Que sert-il donc de résister aux disciplines d’expérience, pour s’abandonner aux hallucinations d’une autre vie ajournée au delà des formations planétaires, en vue d’une heureuse magie d’irréel. Pouvons-nous opposer victorieusement au monde positif un rêve d’existence fantômatique où dépenser l’élan de nos énergies ? Grande est la tentation de promettre quand on ne s’entête pas à tenir. C’est le plus clair de la marche à l’étoile imaginaire d’un bonheur humain d’éternité.

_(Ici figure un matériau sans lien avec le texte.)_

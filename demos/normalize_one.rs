//! Normalize a single PNG.
//!
//! Usage:
//! ```sh
//! cargo run --example normalize_one -- input.png output.png [size]
//! ```

use std::env;
use std::process;

use sprite_normalizer::{NormalizeOptions, Normalizer};

fn main() {
    let args: Vec<String> = env::args().collect();
    if args.len() < 3 {
        eprintln!("Usage: {} <input> <output> [size]", args[0]);
        process::exit(1);
    }

    let input = &args[1];
    let output = &args[2];
    let size = args.get(3).and_then(|s| s.parse().ok()).unwrap_or(340);

    let opts = NormalizeOptions {
        size,
        ..NormalizeOptions::default()
    };
    let normalizer = Normalizer::new(opts).expect("size must be greater than 0");
    let result = normalizer.process_file(input.as_ref(), output.as_ref());

    match result.outcome {
        Ok(()) => println!("Done: {}", result.destination.display()),
        Err(e) => {
            eprintln!("Error: {e}");
            process::exit(1);
        }
    }
}
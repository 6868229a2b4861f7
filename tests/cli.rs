#![cfg(feature = "cli")]

use std::fs;
use std::path::Path;
use std::process::{Command, Output};

use image::{Rgba, RgbaImage};
use tempfile::TempDir;

fn run(args: &[&str]) -> Output {
    Command::new(env!("CARGO_BIN_EXE_sprite-normalize"))
        .args(args)
        .env_remove("RUST_LOG")
        .output()
        .unwrap()
}

fn stdout_lines(output: &Output) -> Vec<String> {
    String::from_utf8_lossy(&output.stdout)
        .lines()
        .map(str::to_string)
        .collect()
}

fn write_sprite(path: &Path) {
    let img = RgbaImage::from_fn(30, 20, |x, _| {
        if x < 15 {
            Rgba([255, 255, 255, 255])
        } else {
            Rgba([10, 20, 30, 255])
        }
    });
    img.save_with_format(path, image::ImageFormat::Png).unwrap();
}

fn batch_dir() -> TempDir {
    let input = TempDir::new().unwrap();
    write_sprite(&input.path().join("a.png"));
    write_sprite(&input.path().join("b.png"));
    fs::write(input.path().join("c.png"), b"not a png").unwrap();
    input
}

fn path_arg(path: &Path) -> &str {
    path.to_str().unwrap()
}

#[test]
fn corrupt_file_is_reported_and_exit_code_is_zero() {
    let input = batch_dir();
    let output = TempDir::new().unwrap();

    let out = run(&[
        "-i",
        path_arg(input.path()),
        "-o",
        path_arg(output.path()),
        "-s",
        "16",
    ]);

    assert_eq!(out.status.code(), Some(0));
    let lines = stdout_lines(&out);
    let processed: Vec<_> = lines.iter().filter(|l| l.starts_with("Processed: ")).collect();
    let failed: Vec<_> = lines
        .iter()
        .filter(|l| l.starts_with("Failed to process "))
        .collect();

    assert_eq!(processed.len(), 2, "{lines:?}");
    assert!(processed[0].contains("a.png -> ") && processed[0].ends_with("a.png"));
    assert!(processed[1].contains("b.png -> ") && processed[1].ends_with("b.png"));
    assert_eq!(failed.len(), 1, "{lines:?}");
    assert!(failed[0].contains("c.png: "));
    assert_eq!(
        lines.last().map(String::as_str),
        Some("[Summary] Processed: 2, Failed: 1 (Total: 3)")
    );

    assert!(output.path().join("a.png").is_file());
    assert!(output.path().join("b.png").is_file());
}

#[test]
fn missing_input_directory_exits_with_one() {
    let output = TempDir::new().unwrap();
    let missing = output.path().join("nowhere");

    let out = run(&["-i", path_arg(&missing), "-o", path_arg(output.path())]);

    assert_eq!(out.status.code(), Some(1));
    let lines = stdout_lines(&out);
    assert_eq!(lines.len(), 1, "{lines:?}");
    assert!(lines[0].starts_with("Input directory does not exist: "));
    assert!(lines[0].ends_with("nowhere"));
}

#[test]
fn empty_input_reports_no_pngs() {
    let input = TempDir::new().unwrap();
    let output = TempDir::new().unwrap();
    let out_dir = output.path().join("created");

    let out = run(&["-i", path_arg(input.path()), "-o", path_arg(&out_dir)]);

    assert_eq!(out.status.code(), Some(0));
    let lines = stdout_lines(&out);
    assert_eq!(lines.len(), 1, "{lines:?}");
    assert!(lines[0].starts_with("No PNG files found in "));
    assert!(out_dir.is_dir());
}

#[test]
fn subnormal_smoothing_does_not_abort_the_batch() {
    let input = batch_dir();
    let output = TempDir::new().unwrap();

    let out = run(&[
        "-i",
        path_arg(input.path()),
        "-o",
        path_arg(output.path()),
        "-s",
        "16",
        "-m",
        "1e-40",
    ]);

    assert_eq!(out.status.code(), Some(0));
    let lines = stdout_lines(&out);
    assert_eq!(
        lines.iter().filter(|l| l.starts_with("Processed: ")).count(),
        2,
        "{lines:?}"
    );
}

#[test]
fn quiet_mode_prints_only_failures() {
    let input = batch_dir();
    let output = TempDir::new().unwrap();

    let out = run(&[
        "-q",
        "-i",
        path_arg(input.path()),
        "-o",
        path_arg(output.path()),
        "-s",
        "16",
    ]);

    assert_eq!(out.status.code(), Some(0));
    let lines = stdout_lines(&out);
    assert_eq!(lines.len(), 1, "{lines:?}");
    assert!(lines[0].starts_with("Failed to process "));
}

#[test]
fn non_numeric_tolerance_is_coerced_with_a_warning() {
    let input = TempDir::new().unwrap();
    write_sprite(&input.path().join("a.png"));
    let output = TempDir::new().unwrap();

    let out = run(&[
        "-i",
        path_arg(input.path()),
        "-o",
        path_arg(output.path()),
        "-s",
        "16",
        "-t",
        "abc",
    ]);

    assert_eq!(out.status.code(), Some(0));
    assert!(String::from_utf8_lossy(&out.stderr).contains("not a number"));
    let written = image::open(output.path().join("a.png")).unwrap().to_rgba8();
    assert!(written.pixels().all(|p| p[3] == 0));
}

L’évolution des connaissances doit accroître nos engins d’activités. Nous ferait-elle donc plus heureux ? Plus puissants ? avec quelles correspondances de durée ? Il ne nous faudrait rien de moins qu’une définition précise du bonheur éternel pour une réponse de positivité. Or, rien de moins stable, de plus divers, de plus indéfinissable, pour tous et pour chacun. L’expérience nous montre qu’aux extrêmes profondeurs de la sensibilité, le bonheur passager de chacun est en soi, dans la satisfaction d’une puissance de s’adapter. Ainsi le veut la subjectivité des sensations heureuses, d’ordre tantôt médiocre et tantôt raffiné, auxquelles nous aspirons sans être en état, d’ordinaire, de les réaliser autrement qu’en une anticipation qui se dérobe, aussitôt qu’apparue. La connaissance fournit les moyens du bonheur, éphémère ou durable. Il reste à les pratiquer. Tout individu pourra être heureux, pour un temps, dans la mesure de ses moyens, selon la conception plus ou moins haute qu’il se sera faite de la vie, et les forces personnelles de volonté que la connaissance accrue et la force de caractère lui auront permis d’y consacrer.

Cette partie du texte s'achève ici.